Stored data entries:
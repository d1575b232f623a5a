use serde::{Deserialize, Serialize};
use topo_core::errors::{ErrorInfo, TopoError};

/// Nudged elastic band settings.
#[derive(Debug, Clone, PartialEq, Serialize, Deserialize)]
pub struct NebConfig {
    /// Intermediate images per unit distance between the endpoints.
    #[serde(default = "default_image_density")]
    pub image_density: f64,
    /// Lower limit on intermediate images.
    #[serde(default = "default_min_images")]
    pub min_images: usize,
    /// Upper limit on intermediate images.
    #[serde(default = "default_max_images")]
    pub max_images: usize,
    /// Initial spring constant between neighbouring images.
    #[serde(default = "default_force_constant")]
    pub force_constant: f64,
    /// Multiplier applied to the spring constant when spacing is uneven.
    #[serde(default = "default_force_constant_growth")]
    pub force_constant_growth: f64,
    /// Ceiling for the adapted spring constant.
    #[serde(default = "default_max_force_constant")]
    pub max_force_constant: f64,
    /// Largest tolerated ratio between the longest and shortest segment.
    #[serde(default = "default_spacing_tolerance")]
    pub spacing_tolerance: f64,
    /// Maximum per-image force at convergence.
    #[serde(default = "default_neb_conv_crit")]
    pub conv_crit: f64,
    /// Relaxation iteration budget.
    #[serde(default = "default_neb_iterations")]
    pub max_iterations: usize,
    /// Initial FIRE time step.
    #[serde(default = "default_time_step")]
    pub time_step: f64,
    /// Largest FIRE time step.
    #[serde(default = "default_max_time_step")]
    pub max_time_step: f64,
    /// Largest image displacement per iteration, as a fraction of the mean segment length.
    #[serde(default = "default_max_step_fraction")]
    pub max_step_fraction: f64,
}

fn default_image_density() -> f64 {
    10.0
}

fn default_min_images() -> usize {
    3
}

fn default_max_images() -> usize {
    30
}

fn default_force_constant() -> f64 {
    10.0
}

fn default_force_constant_growth() -> f64 {
    2.0
}

fn default_max_force_constant() -> f64 {
    500.0
}

fn default_spacing_tolerance() -> f64 {
    2.0
}

fn default_neb_conv_crit() -> f64 {
    1e-2
}

fn default_neb_iterations() -> usize {
    2000
}

fn default_time_step() -> f64 {
    0.05
}

fn default_max_time_step() -> f64 {
    0.5
}

fn default_max_step_fraction() -> f64 {
    0.2
}

impl Default for NebConfig {
    fn default() -> Self {
        Self {
            image_density: default_image_density(),
            min_images: default_min_images(),
            max_images: default_max_images(),
            force_constant: default_force_constant(),
            force_constant_growth: default_force_constant_growth(),
            max_force_constant: default_max_force_constant(),
            spacing_tolerance: default_spacing_tolerance(),
            conv_crit: default_neb_conv_crit(),
            max_iterations: default_neb_iterations(),
            time_step: default_time_step(),
            max_time_step: default_max_time_step(),
            max_step_fraction: default_max_step_fraction(),
        }
    }
}

/// Hybrid eigenvector-following settings.
#[derive(Debug, Clone, PartialEq, Serialize, Deserialize)]
pub struct HefConfig {
    /// Gradient norm below which a saddle is converged.
    #[serde(default = "default_hef_conv_crit")]
    pub conv_crit: f64,
    /// Iteration budget.
    #[serde(default = "default_ts_steps")]
    pub ts_steps: usize,
    /// Cap on the uphill step along the mode.
    #[serde(default = "default_max_uphill_step_size")]
    pub max_uphill_step_size: f64,
    /// Fixed uphill step taken while the lowest eigenvalue is not negative.
    #[serde(default = "default_positive_eigenvalue_step")]
    pub positive_eigenvalue_step: f64,
    /// Displacement along the mode used to find the connected minima.
    #[serde(default = "default_pushoff")]
    pub pushoff: f64,
    /// Eigenvalues below `-eigenvalue_tolerance` count as negative.
    #[serde(default = "default_eigenvalue_tolerance")]
    pub eigenvalue_tolerance: f64,
    /// Iteration budget of each minimisation in the orthogonal subspace.
    #[serde(default = "default_max_subspace_iterations")]
    pub max_subspace_iterations: usize,
    /// Relative step of the finite-difference Hessian.
    #[serde(default = "default_fd_step")]
    pub fd_step: f64,
    /// Reject saddles lying on the domain boundary.
    #[serde(default = "default_true")]
    pub reject_bounds: bool,
    /// Distance to a face that counts as lying on the boundary.
    #[serde(default = "default_bounds_tolerance")]
    pub bounds_tolerance: f64,
}

fn default_hef_conv_crit() -> f64 {
    1e-5
}

fn default_ts_steps() -> usize {
    100
}

fn default_max_uphill_step_size() -> f64 {
    0.3
}

fn default_positive_eigenvalue_step() -> f64 {
    0.1
}

fn default_pushoff() -> f64 {
    1e-2
}

fn default_eigenvalue_tolerance() -> f64 {
    1e-5
}

fn default_max_subspace_iterations() -> usize {
    20
}

fn default_fd_step() -> f64 {
    topo_core::hessian::DEFAULT_FD_STEP
}

fn default_true() -> bool {
    true
}

fn default_bounds_tolerance() -> f64 {
    1e-6
}

impl Default for HefConfig {
    fn default() -> Self {
        Self {
            conv_crit: default_hef_conv_crit(),
            ts_steps: default_ts_steps(),
            max_uphill_step_size: default_max_uphill_step_size(),
            positive_eigenvalue_step: default_positive_eigenvalue_step(),
            pushoff: default_pushoff(),
            eigenvalue_tolerance: default_eigenvalue_tolerance(),
            max_subspace_iterations: default_max_subspace_iterations(),
            fd_step: default_fd_step(),
            reject_bounds: true,
            bounds_tolerance: default_bounds_tolerance(),
        }
    }
}

/// Perturbation step settings.
#[derive(Debug, Clone, PartialEq, Serialize, Deserialize)]
pub struct StepTakerConfig {
    /// Largest displacement per coordinate.
    #[serde(default = "default_max_displacement")]
    pub max_displacement: f64,
    /// Interpret `max_displacement` as a fraction of each dimension's range.
    #[serde(default = "default_true")]
    pub proportional: bool,
}

fn default_max_displacement() -> f64 {
    0.5
}

impl Default for StepTakerConfig {
    fn default() -> Self {
        Self {
            max_displacement: default_max_displacement(),
            proportional: true,
        }
    }
}

/// Basin-hopping settings.
#[derive(Debug, Clone, PartialEq, Serialize, Deserialize)]
pub struct BasinHoppingConfig {
    /// Number of perturb-minimise-accept iterations.
    #[serde(default = "default_n_steps")]
    pub n_steps: usize,
    /// Metropolis temperature; zero never accepts uphill moves.
    #[serde(default = "default_temperature")]
    pub temperature: f64,
    /// Perturbation settings.
    #[serde(default)]
    pub step: StepTakerConfig,
    /// Discard minima stuck on a face with a non-vanishing gradient.
    #[serde(default = "default_true")]
    pub reject_bounds_minima: bool,
    /// Distance to a face that counts as lying on the boundary.
    #[serde(default = "default_bounds_tolerance")]
    pub bounds_tolerance: f64,
    /// Raw gradient norm above which a boundary minimum is rejected.
    #[serde(default = "default_bounds_gradient_tolerance")]
    pub bounds_gradient_tolerance: f64,
    /// Steps between step-size adjustments; zero disables adaptation.
    #[serde(default)]
    pub adjust_interval: usize,
    /// Factor in `(0, 1)` applied to shrink the step, or divided to grow it.
    #[serde(default = "default_adjust_factor")]
    pub adjust_factor: f64,
    /// Acceptance rate the adaptation steers toward.
    #[serde(default = "default_target_acceptance")]
    pub target_acceptance: f64,
}

fn default_n_steps() -> usize {
    100
}

fn default_temperature() -> f64 {
    1.0
}

fn default_bounds_gradient_tolerance() -> f64 {
    1e-3
}

fn default_adjust_factor() -> f64 {
    0.9
}

fn default_target_acceptance() -> f64 {
    0.5
}

impl Default for BasinHoppingConfig {
    fn default() -> Self {
        Self {
            n_steps: default_n_steps(),
            temperature: default_temperature(),
            step: StepTakerConfig::default(),
            reject_bounds_minima: true,
            bounds_tolerance: default_bounds_tolerance(),
            bounds_gradient_tolerance: default_bounds_gradient_tolerance(),
            adjust_interval: 0,
            adjust_factor: default_adjust_factor(),
            target_acceptance: default_target_acceptance(),
        }
    }
}

pub(crate) fn invalid(code: &str, message: &str, key: &str, value: f64) -> TopoError {
    TopoError::Config(ErrorInfo::new(code, message).with_context(key, value.to_string()))
}

impl NebConfig {
    /// Checks ranges that would make relaxation meaningless.
    pub fn validate(&self) -> Result<(), TopoError> {
        if self.min_images == 0 || self.max_images < self.min_images {
            return Err(TopoError::Config(
                ErrorInfo::new("neb-images", "need 1 <= min_images <= max_images")
                    .with_context("min_images", self.min_images.to_string())
                    .with_context("max_images", self.max_images.to_string()),
            ));
        }
        if !(self.force_constant > 0.0) {
            return Err(invalid(
                "neb-force-constant",
                "force constant must be positive",
                "force_constant",
                self.force_constant,
            ));
        }
        if !(self.time_step > 0.0 && self.max_time_step >= self.time_step) {
            return Err(invalid(
                "neb-time-step",
                "need 0 < time_step <= max_time_step",
                "time_step",
                self.time_step,
            ));
        }
        Ok(())
    }
}

impl HefConfig {
    /// Checks ranges that would make the search meaningless.
    pub fn validate(&self) -> Result<(), TopoError> {
        if !(self.conv_crit > 0.0) {
            return Err(invalid(
                "hef-conv-crit",
                "convergence criterion must be positive",
                "conv_crit",
                self.conv_crit,
            ));
        }
        if !(self.pushoff > 0.0) {
            return Err(invalid("hef-pushoff", "pushoff must be positive", "pushoff", self.pushoff));
        }
        if !(self.max_uphill_step_size > 0.0) {
            return Err(invalid(
                "hef-uphill-step",
                "uphill step cap must be positive",
                "max_uphill_step_size",
                self.max_uphill_step_size,
            ));
        }
        Ok(())
    }
}

impl BasinHoppingConfig {
    /// Checks ranges that would make the run meaningless.
    pub fn validate(&self) -> Result<(), TopoError> {
        if !(self.temperature >= 0.0) {
            return Err(invalid(
                "bh-temperature",
                "temperature must be non-negative",
                "temperature",
                self.temperature,
            ));
        }
        if !(self.step.max_displacement > 0.0) {
            return Err(invalid(
                "bh-displacement",
                "max displacement must be positive",
                "max_displacement",
                self.step.max_displacement,
            ));
        }
        if self.adjust_interval > 0 && !(self.adjust_factor > 0.0 && self.adjust_factor < 1.0) {
            return Err(invalid(
                "bh-adjust-factor",
                "adjust factor must lie in (0, 1)",
                "adjust_factor",
                self.adjust_factor,
            ));
        }
        Ok(())
    }
}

**Goal of the exercise**
Pull every line containing "negative" from the entries above and copy it.

**Finished task**
    /// Fixed uphill step taken while the lowest eigenvalue is not negative.
    /// Eigenvalues below `-eigenvalue_tolerance` count as negative.
                "temperature must be non-negative",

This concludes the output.